To do:
In full and without deviation, write out the entries that follow.

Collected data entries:

----

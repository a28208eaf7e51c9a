//! Logging infrastructure for Casebook.
//!
//! Logs always go to stderr so that command output on stdout stays
//! machine-readable. A file sink can be added alongside.

use std::io;
use std::path::PathBuf;
use tracing_subscriber::{
    filter::LevelFilter,
    fmt::{self, format::FmtSpan},
    layer::SubscriberExt,
    util::SubscriberInitExt,
    EnvFilter, Layer, Registry,
};

/// Environment variables read by [`LogConfig::from_env`].
pub mod vars {
    pub const LEVEL: &str = "CASEBOOK_LOG_LEVEL";
    pub const FORMAT: &str = "CASEBOOK_LOG_FORMAT";
    pub const FILE: &str = "CASEBOOK_LOG_FILE";
    pub const SOURCE: &str = "CASEBOOK_LOG_SOURCE";
    pub const SPANS: &str = "CASEBOOK_LOG_SPANS";
}

/// Logging configuration.
#[derive(Debug, Clone)]
pub struct LogConfig {
    /// Minimum log level.
    pub level: LogLevel,
    /// Output format.
    pub format: LogFormat,
    /// Log file path (if file logging enabled).
    pub file_path: Option<PathBuf>,
    /// Include source location.
    pub source_location: bool,
    /// Include span open/close events.
    pub span_events: bool,
    /// Colour the stderr output.
    pub ansi: bool,
}

/// Log level.
#[derive(Debug, Clone, Copy, Default, PartialEq, Eq, PartialOrd, Ord)]
pub enum LogLevel {
    Trace,
    Debug,
    Info,
    #[default]
    Warn,
    Error,
}

impl From<LogLevel> for LevelFilter {
    fn from(level: LogLevel) -> Self {
        match level {
            LogLevel::Trace => LevelFilter::TRACE,
            LogLevel::Debug => LevelFilter::DEBUG,
            LogLevel::Info => LevelFilter::INFO,
            LogLevel::Warn => LevelFilter::WARN,
            LogLevel::Error => LevelFilter::ERROR,
        }
    }
}

impl LogLevel {
    /// Parse from string.
    pub fn parse(s: &str) -> Option<Self> {
        match s.trim().to_lowercase().as_str() {
            "trace" => Some(Self::Trace),
            "debug" => Some(Self::Debug),
            "info" => Some(Self::Info),
            "warn" | "warning" => Some(Self::Warn),
            "error" => Some(Self::Error),
            _ => None,
        }
    }

    /// Directive string understood by `EnvFilter`.
    pub fn as_str(&self) -> &'static str {
        match self {
            Self::Trace => "trace",
            Self::Debug => "debug",
            Self::Info => "info",
            Self::Warn => "warn",
            Self::Error => "error",
        }
    }

    /// Level for a `-v`/`-q` command line: warn by default, one step
    /// louder per `-v`, errors only with `-q`.
    pub fn from_verbosity(verbose: u8, quiet: bool) -> Self {
        if quiet {
            return Self::Error;
        }
        match verbose {
            0 => Self::Warn,
            1 => Self::Info,
            2 => Self::Debug,
            _ => Self::Trace,
        }
    }
}

/// Log output format.
#[derive(Debug, Clone, Copy, Default, PartialEq, Eq)]
pub enum LogFormat {
    /// Human-readable pretty format.
    Pretty,
    /// Compact single-line format.
    #[default]
    Compact,
    /// JSON structured format.
    Json,
}

impl LogFormat {
    /// Parse from string, falling back to compact.
    pub fn parse(s: &str) -> Self {
        match s.trim().to_lowercase().as_str() {
            "json" => Self::Json,
            "pretty" => Self::Pretty,
            _ => Self::Compact,
        }
    }
}

impl Default for LogConfig {
    fn default() -> Self {
        Self {
            level: LogLevel::default(),
            format: LogFormat::default(),
            file_path: None,
            source_location: false,
            span_events: false,
            ansi: true,
        }
    }
}

fn flag(var: &str) -> Option<bool> {
    std::env::var(var)
        .ok()
        .map(|v| v.eq_ignore_ascii_case("true") || v == "1")
}

impl LogConfig {
    /// Create config from environment variables.
    pub fn from_env() -> Self {
        Self::default().with_env()
    }

    /// Overlay environment variables on this config.
    ///
    /// `CASEBOOK_LOG_LEVEL` wins over `RUST_LOG` when both parse.
    pub fn with_env(mut self) -> Self {
        let level = std::env::var(vars::LEVEL)
            .ok()
            .and_then(|l| LogLevel::parse(&l))
            .or_else(|| std::env::var("RUST_LOG").ok().and_then(|l| LogLevel::parse(&l)));
        if let Some(level) = level {
            self.level = level;
        }

        if let Ok(format) = std::env::var(vars::FORMAT) {
            self.format = LogFormat::parse(&format);
        }

        if let Ok(file_path) = std::env::var(vars::FILE) {
            if !file_path.trim().is_empty() {
                self.file_path = Some(PathBuf::from(file_path));
            }
        }

        if let Some(source) = flag(vars::SOURCE) {
            self.source_location = source;
        }

        if let Some(spans) = flag(vars::SPANS) {
            self.span_events = spans;
        }

        self
    }

    fn span_events(&self) -> FmtSpan {
        if self.span_events {
            FmtSpan::NEW | FmtSpan::CLOSE
        } else {
            FmtSpan::NONE
        }
    }

    fn stderr_layer(&self) -> Box<dyn Layer<Registry> + Send + Sync> {
        let layer = fmt::layer()
            .with_writer(io::stderr)
            .with_ansi(self.ansi)
            .with_file(self.source_location)
            .with_line_number(self.source_location)
            .with_span_events(self.span_events());

        match self.format {
            LogFormat::Pretty => layer.pretty().boxed(),
            LogFormat::Compact => layer.compact().boxed(),
            LogFormat::Json => layer.json().boxed(),
        }
    }

    fn file_layer(&self) -> Result<Option<Box<dyn Layer<Registry> + Send + Sync>>, LogError> {
        let Some(path) = &self.file_path else {
            return Ok(None);
        };

        let file = std::fs::OpenOptions::new()
            .create(true)
            .append(true)
            .open(path)?;

        let layer = fmt::layer()
            .with_writer(file)
            .with_ansi(false)
            .with_file(self.source_location)
            .with_line_number(self.source_location)
            .with_span_events(self.span_events());

        Ok(Some(match self.format {
            LogFormat::Json => layer.json().boxed(),
            LogFormat::Pretty | LogFormat::Compact => layer.compact().boxed(),
        }))
    }

    /// Filter for this config. Per-target `RUST_LOG` directives are kept; a
    /// bare level there has already been folded into `level`.
    fn filter(&self) -> EnvFilter {
        match std::env::var("RUST_LOG") {
            Ok(directives) if LogLevel::parse(&directives).is_none() => {
                EnvFilter::try_new(directives).unwrap_or_else(|_| EnvFilter::new(self.level.as_str()))
            }
            _ => EnvFilter::new(self.level.as_str()),
        }
    }
}

/// Initialize logging with the given configuration.
pub fn init(config: LogConfig) -> Result<(), LogError> {
    let mut layers = vec![config.stderr_layer()];
    if let Some(file_layer) = config.file_layer()? {
        layers.push(file_layer);
    }

    tracing_subscriber::registry()
        .with(layers)
        .with(config.filter())
        .try_init()
        .map_err(|e| LogError::InitError(e.to_string()))
}

/// Logging errors.
#[derive(Debug, thiserror::Error)]
pub enum LogError {
    #[error("failed to initialize logging: {0}")]
    InitError(String),

    #[error("failed to open log file: {0}")]
    FileError(#[from] io::Error),
}

pub mod spans;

----

Response to this task:
repository a28208eaf7e51c9a
//! Logging infrastructure for Casebook.
//!
//! Logs always go to stderr so that command output on stdout stays
//! machine-readable. A file sink can be added alongside.

use std::io;
use std::path::PathBuf;
use tracing_subscriber::{
    filter::LevelFilter,
    fmt::{self, format::FmtSpan},
    layer::SubscriberExt,
    util::SubscriberInitExt,
    EnvFilter, Layer, Registry,
};

/// Environment variables read by [`LogConfig::from_env`].
pub mod vars {
    pub const LEVEL: &str = "CASEBOOK_LOG_LEVEL";
    pub const FORMAT: &str = "CASEBOOK_LOG_FORMAT";
    pub const FILE: &str = "CASEBOOK_LOG_FILE";
    pub const SOURCE: &str = "CASEBOOK_LOG_SOURCE";
    pub const SPANS: &str = "CASEBOOK_LOG_SPANS";
}

/// Logging configuration.
#[derive(Debug, Clone)]
pub struct LogConfig {
    /// Minimum log level.
    pub level: LogLevel,
    /// Output format.
    pub format: LogFormat,
    /// Log file path (if file logging enabled).
    pub file_path: Option<PathBuf>,
    /// Include source location.
    pub source_location: bool,
    /// Include span open/close events.
    pub span_events: bool,
    /// Colour the stderr output.
    pub ansi: bool,
}

/// Log level.
#[derive(Debug, Clone, Copy, Default, PartialEq, Eq, PartialOrd, Ord)]
pub enum LogLevel {
    Trace,
    Debug,
    Info,
    #[default]
    Warn,
    Error,
}

impl From<LogLevel> for LevelFilter {
    fn from(level: LogLevel) -> Self {
        match level {
            LogLevel::Trace => LevelFilter::TRACE,
            LogLevel::Debug => LevelFilter::DEBUG,
            LogLevel::Info => LevelFilter::INFO,
            LogLevel::Warn => LevelFilter::WARN,
            LogLevel::Error => LevelFilter::ERROR,
        }
    }
}

impl LogLevel {
    /// Parse from string.
    pub fn parse(s: &str) -> Option<Self> {
        match s.trim().to_lowercase().as_str() {
            "trace" => Some(Self::Trace),
            "debug" => Some(Self::Debug),
            "info" => Some(Self::Info),
            "warn" | "warning" => Some(Self::Warn),
            "error" => Some(Self::Error),
            _ => None,
        }
    }

    /// Directive string understood by `EnvFilter`.
    pub fn as_str(&self) -> &'static str {
        match self {
            Self::Trace => "trace",
            Self::Debug => "debug",
            Self::Info => "info",
            Self::Warn => "warn",
            Self::Error => "error",
        }
    }

    /// Level for a `-v`/`-q` command line: warn by default, one step
    /// louder per `-v`, errors only with `-q`.
    pub fn from_verbosity(verbose: u8, quiet: bool) -> Self {
        if quiet {
            return Self::Error;
        }
        match verbose {
            0 => Self::Warn,
            1 => Self::Info,
            2 => Self::Debug,
            _ => Self::Trace,
        }
    }
}

/// Log output format.
#[derive(Debug, Clone, Copy, Default, PartialEq, Eq)]
pub enum LogFormat {
    /// Human-readable pretty format.
    Pretty,
    /// Compact single-line format.
    #[default]
    Compact,
    /// JSON structured format.
    Json,
}

impl LogFormat {
    /// Parse from string, falling back to compact.
    pub fn parse(s: &str) -> Self {
        match s.trim().to_lowercase().as_str() {
            "json" => Self::Json,
            "pretty" => Self::Pretty,
            _ => Self::Compact,
        }
    }
}

impl Default for LogConfig {
    fn default() -> Self {
        Self {
            level: LogLevel::default(),
            format: LogFormat::default(),
            file_path: None,
            source_location: false,
            span_events: false,
            ansi: true,
        }
    }
}

fn flag(var: &str) -> Option<bool> {
    std::env::var(var)
        .ok()
        .map(|v| v.eq_ignore_ascii_case("true") || v == "1")
}

impl LogConfig {
    /// Create config from environment variables.
    pub fn from_env() -> Self {
        Self::default().with_env()
    }

    /// Overlay environment variables on this config.
    ///
    /// `CASEBOOK_LOG_LEVEL` wins over `RUST_LOG` when both parse.
    pub fn with_env(mut self) -> Self {
        let level = std::env::var(vars::LEVEL)
            .ok()
            .and_then(|l| LogLevel::parse(&l))
            .or_else(|| std::env::var("RUST_LOG").ok().and_then(|l| LogLevel::parse(&l)));
        if let Some(level) = level {
            self.level = level;
        }

        if let Ok(format) = std::env::var(vars::FORMAT) {
            self.format = LogFormat::parse(&format);
        }

        if let Ok(file_path) = std::env::var(vars::FILE) {
            if !file_path.trim().is_empty() {
                self.file_path = Some(PathBuf::from(file_path));
            }
        }

        if let Some(source) = flag(vars::SOURCE) {
            self.source_location = source;
        }

        if let Some(spans) = flag(vars::SPANS) {
            self.span_events = spans;
        }

        self
    }

    fn span_events(&self) -> FmtSpan {
        if self.span_events {
            FmtSpan::NEW | FmtSpan::CLOSE
        } else {
            FmtSpan::NONE
        }
    }

    fn stderr_layer(&self) -> Box<dyn Layer<Registry> + Send + Sync> {
        let layer = fmt::layer()
            .with_writer(io::stderr)
            .with_ansi(self.ansi)
            .with_file(self.source_location)
            .with_line_number(self.source_location)
            .with_span_events(self.span_events());

        match self.format {
            LogFormat::Pretty => layer.pretty().boxed(),
            LogFormat::Compact => layer.compact().boxed(),
            LogFormat::Json => layer.json().boxed(),
        }
    }

    fn file_layer(&self) -> Result<Option<Box<dyn Layer<Registry> + Send + Sync>>, LogError> {
        let Some(path) = &self.file_path else {
            return Ok(None);
        };

        let file = std::fs::OpenOptions::new()
            .create(true)
            .append(true)
            .open(path)?;

        let layer = fmt::layer()
            .with_writer(file)
            .with_ansi(false)
            .with_file(self.source_location)
            .with_line_number(self.source_location)
            .with_span_events(self.span_events());

        Ok(Some(match self.format {
            LogFormat::Json => layer.json().boxed(),
            LogFormat::Pretty | LogFormat::Compact => layer.compact().boxed(),
        }))
    }

    /// Filter for this config. Per-target `RUST_LOG` directives are kept; a
    /// bare level there has already been folded into `level`.
    fn filter(&self) -> EnvFilter {
        match std::env::var("RUST_LOG") {
            Ok(directives) if LogLevel::parse(&directives).is_none() => {
                EnvFilter::try_new(directives).unwrap_or_else(|_| EnvFilter::new(self.level.as_str()))
            }
            _ => EnvFilter::new(self.level.as_str()),
        }
    }
}

/// Initialize logging with the given configuration.
pub fn init(config: LogConfig) -> Result<(), LogError> {
    let mut layers = vec![config.stderr_layer()];
    if let Some(file_layer) = config.file_layer()? {
        layers.push(file_layer);
    }

    tracing_subscriber::registry()
        .with(layers)
        .with(config.filter())
        .try_init()
        .map_err(|e| LogError::InitError(e.to_string()))
}

/// Logging errors.
#[derive(Debug, thiserror::Error)]
pub enum LogError {
    #[error("failed to initialize logging: {0}")]
    InitError(String),

    #[error("failed to open log file: {0}")]
    FileError(#[from] io::Error),
}

pub mod spans;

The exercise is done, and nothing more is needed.